What does this mean? This is the probability that a randomly chosen bit in the array is still 0, this shows bit occupancy. As you increase $m$, more bits stay at 0 and the bit array becomes sparser. If you increase $k$ the bits become less sparse. We have no control over $n$, but the same applies. For best intuition, please plot on [Desmos](www.desmos.com/calculator).

It also means we are not finished yet. The probability of a False Positive is when we query an element x that's not inserted, all $k$ queried bits read 1. Thus we need to find $P(b=1)$ the probability a random bit is 1 after all insertions. Knowing $P(b=0)$ we have: $P(b=1) = 1 - P(b=0) = 1 - (1-\frac{1}{m})^{kn} \approx 1 - e^{-kn/m}$.

Given that we know $P(b=1)$ we now need the probability that all k queried bits are 1, i.e. $P(\forall k, b=1)$. Since we assumed that each of the k hash outputs are independent, we can say $P(\forall k, b=1) = P(b=1)^k$. Thus
$P(\forall k, b=1) = P(b=1)^k \rightarrow (1 - (1-\frac{1}{m})^{kn})^k \approx (1 - e^{-kn/m})^k$
Restated:
$$P(False\ Positive) = (1 - (1-\frac{1}{m})^{kn})^k \approx (1 - e^{-kn/m})^k $$

What does this mean? It means that as we increase the number $n$ of inputs False Positives increase. As $m$ increases the number of False Positives decrease. As $k$ increases we see a U shaped function where it first decreases then increases, signaling there's an optimal $k$.

### Why Bloom Filters Always Answer No Correctly

Here we are going to show by a Proof by Contradiction why Bloom Filters can always say deterministically if an element $x$ is **not** in set S.

Let's suppose, for the sake of contradiction, that despite $x$ failing the membership test, detailed by the query algorithm, $x \in S$. This would mean that in the insertion algorithm that $\forall i \in k$ hashes that $B[hash_i(x) \% m] =1$. However, because $x$ failed the membership test, that means $\exists i \in k$ such that $B[hash_i(x) \% m] =0$. Hence we have reached a contradiction!
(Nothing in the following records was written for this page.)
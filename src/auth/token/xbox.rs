//! Xbox Live tokens: the user token and the XSTS service token.

// self
use crate::{_prelude::*, auth::TokenSecret};

macro_rules! def_xbox_token {
	($name:ident, $doc:literal) => {
		#[doc = $doc]
		///
		/// `subject` is the opaque user hash (`uhs`) Xbox Live returns with the token. It is
		/// not the XUID or gamertag.
		#[derive(Clone, Debug, PartialEq, Eq, Serialize, Deserialize)]
		pub struct $name {
			/// Token value presented to the next authority.
			pub value: TokenSecret,
			/// User hash of the token owner.
			pub subject: String,
		}
		impl $name {
			/// Creates a token, e.g. when restoring one the caller cached earlier.
			pub fn new(value: impl Into<String>, subject: impl Into<String>) -> Self {
				Self { value: TokenSecret::new(value), subject: subject.into() }
			}
		}
		impl Display for $name {
			fn fmt(&self, f: &mut Formatter) -> FmtResult {
				write!(f, concat!(stringify!($name), "(uhs={})"), self.subject)
			}
		}
	};
}

def_xbox_token!(UserToken, "Xbox Live user token obtained from the identity credential.");
def_xbox_token!(ServiceToken, "XSTS token authorizing access to Minecraft services.");

impl ServiceToken {
	/// Builds the `XBL3.0 x=<uhs>;<token>` identity token Minecraft services accept.
	pub fn identity_token(&self) -> String {
		format!("XBL3.0 x={};{}", self.subject, self.value.expose())
	}
}

#[cfg(test)]
mod tests {
	// self
	use super::*;

	#[test]
	fn identity_token_joins_subject_and_value() {
		let token = ServiceToken::new("xsts-value", "2535405290");

		assert_eq!(token.identity_token(), "XBL3.0 x=2535405290;xsts-value");
	}

	#[test]
	fn formatting_shows_subject_only() {
		let token = UserToken::new("user-value", "2535405290");

		assert_eq!(token.to_string(), "UserToken(uhs=2535405290)");
		assert!(!format!("{token:?}").contains("user-value"));
	}
}
//! Xbox Live stages: identity credential to user token, user token to XSTS service token.
//!
//! Both endpoints answer with the same envelope:
//!
//! ```json
//! { "Token": "...", "DisplayClaims": { "xui": [{ "uhs": "..." }] } }
//! ```
//!
//! and reject with the same `XErr` scheme, classified by [`ErrorReason::classify`].

mod reason;
mod request;

pub use reason::*;
pub use request::*;

// self
use crate::{
	_prelude::*,
	auth::{IdentityCredential, ServiceToken, UserToken},
	exchange::{self, Authority, ExchangeStage, ExchangeStep},
	http::{ExchangeRequest, ExchangeResponse},
	json::{JsonObjectView, JsonValue},
};

/// Claim holding the user hash.
pub const USER_HASH_CLAIM: &str = "uhs";

/// Identity credential to user token.
#[derive(Clone, Copy, Debug, Default)]
pub struct UserTokenExchange;
impl ExchangeStep for UserTokenExchange {
	type Input = IdentityCredential;
	type Output = UserToken;

	const STAGE: ExchangeStage = ExchangeStage::UserToken;

	fn request(input: &IdentityCredential) -> Result<ExchangeRequest> {
		user_token_request(input)
	}

	fn reject(response: &ExchangeResponse) -> Error {
		rejection(response)
	}

	fn extract(body: &dyn JsonObjectView) -> Result<UserToken> {
		let (value, subject) = read_token(body)?;

		Ok(UserToken::new(value, subject))
	}
}

/// User token to XSTS service token for Minecraft services.
#[derive(Clone, Copy, Debug, Default)]
pub struct ServiceTokenExchange;
impl ExchangeStep for ServiceTokenExchange {
	type Input = UserToken;
	type Output = ServiceToken;

	const STAGE: ExchangeStage = ExchangeStage::ServiceToken;

	fn request(input: &UserToken) -> Result<ExchangeRequest> {
		service_token_request(input)
	}

	fn reject(response: &ExchangeResponse) -> Error {
		rejection(response)
	}

	fn extract(body: &dyn JsonObjectView) -> Result<ServiceToken> {
		let (value, subject) = read_token(body)?;

		Ok(ServiceToken::new(value, subject))
	}
}

/// Returns the first `DisplayClaims.xui` entry carrying `claim` as a string.
///
/// Entries that are not objects, or that lack the claim, are skipped.
pub fn find_display_claim<'a>(body: &'a dyn JsonObjectView, claim: &str) -> Option<&'a str> {
	body.get_object("DisplayClaims")?
		.get_array("xui")?
		.iter()
		.flatten()
		.filter_map(JsonValue::as_object)
		.find_map(|entry| entry.get_string(claim))
}

fn read_token(body: &dyn JsonObjectView) -> Result<(&str, &str)> {
	let value =
		body.get_string("Token").ok_or_else(|| exchange::missing(Authority::XboxLive, "Token"))?;
	let subject = find_display_claim(body, USER_HASH_CLAIM)
		.ok_or_else(|| exchange::missing(Authority::XboxLive, "DisplayClaims.xui[].uhs"))?;

	Ok((value, subject))
}

fn rejection(response: &ExchangeResponse) -> Error {
	Error::XboxLive { reason: ErrorReason::classify(response).unwrap_or(ErrorReason::Unknown) }
}
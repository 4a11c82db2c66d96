// self
use crate::{_prelude::*, error::TransportError, exchange::ExchangeStage};

/// A span wrapping one stage or one orchestrated login.
#[derive(Clone, Debug)]
pub struct ExchangeSpan {
	#[cfg(feature = "tracing")]
	span: tracing::Span,
}
impl ExchangeSpan {
	/// Creates a span for a single exchange stage.
	pub fn stage(stage: ExchangeStage) -> Self {
		#[cfg(feature = "tracing")]
		{
			let span = tracing::info_span!("xbl_token_chain.exchange", stage = stage.as_str());

			Self { span }
		}
		#[cfg(not(feature = "tracing"))]
		{
			let _ = stage;

			Self {}
		}
	}

	/// Creates a span for a full login started at `entry`.
	pub fn chain(entry: &'static str) -> Self {
		#[cfg(feature = "tracing")]
		{
			let span = tracing::info_span!("xbl_token_chain.chain", entry);

			Self { span }
		}
		#[cfg(not(feature = "tracing"))]
		{
			let _ = entry;

			Self {}
		}
	}

	/// Enters the span until the returned guard drops.
	pub fn entered(self) -> ExchangeSpanGuard {
		#[cfg(feature = "tracing")]
		{
			ExchangeSpanGuard { guard: self.span.entered() }
		}
		#[cfg(not(feature = "tracing"))]
		{
			let _ = self;

			ExchangeSpanGuard {}
		}
	}
}

/// RAII guard returned by [`ExchangeSpan::entered`].
pub struct ExchangeSpanGuard {
	#[cfg(feature = "tracing")]
	#[allow(dead_code)]
	guard: tracing::span::EnteredSpan,
}
impl Debug for ExchangeSpanGuard {
	fn fmt(&self, f: &mut Formatter) -> FmtResult {
		f.write_str("ExchangeSpanGuard(..)")
	}
}

/// Logs an authority rejecting a stage.
pub fn trace_rejection(stage: ExchangeStage, status: u16, error: &Error) {
	#[cfg(feature = "tracing")]
	{
		tracing::debug!(stage = stage.as_str(), status, %error, "Exchange rejected.");
	}
	#[cfg(not(feature = "tracing"))]
	{
		let _ = (stage, status, error);
	}
}

/// Logs a transport failure during a stage.
pub fn trace_transport_failure(stage: ExchangeStage, error: &TransportError) {
	#[cfg(feature = "tracing")]
	{
		tracing::warn!(stage = stage.as_str(), %error, "Exchange transport failed.");
	}
	#[cfg(not(feature = "tracing"))]
	{
		let _ = (stage, error);
	}
}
If $x$ was added to the Bloom Filter, then $\forall i \in k,\ B[hash_i(x) \% m] =1$, but obviously by failing the membership test we know that $\exists i \in k$ such that $B[hash_i(x) \% m] =0$. Thus we have proved that Bloom Filters can always deterministically show if $x \notin S$.

## Who uses Bloom Filters?

Bloom Filters are great for determining if an object is not in a set. With configurable parameters such as number of hashes $k$ and size of the bit array $m$, this is a great choice for big data problems. Additionally, the runtime of $O(k)$ is not dependent on input size and $m$ is tunable by users for their setup. This being said, some products that use Bloom Filters include Google Bigtable, Apache Cassandra, [LSM-Tree](https://doku88-github-io.onrender.com/blog/lsm-trees) Based Stores, Google Chrome (filters malicious websites), email spam filtering systems and more.

To recap, the primary benefits are: 
- Fast, constant time lookups
- Low memory footprint

However, the downside is a false positive rate, that luckily is controllable.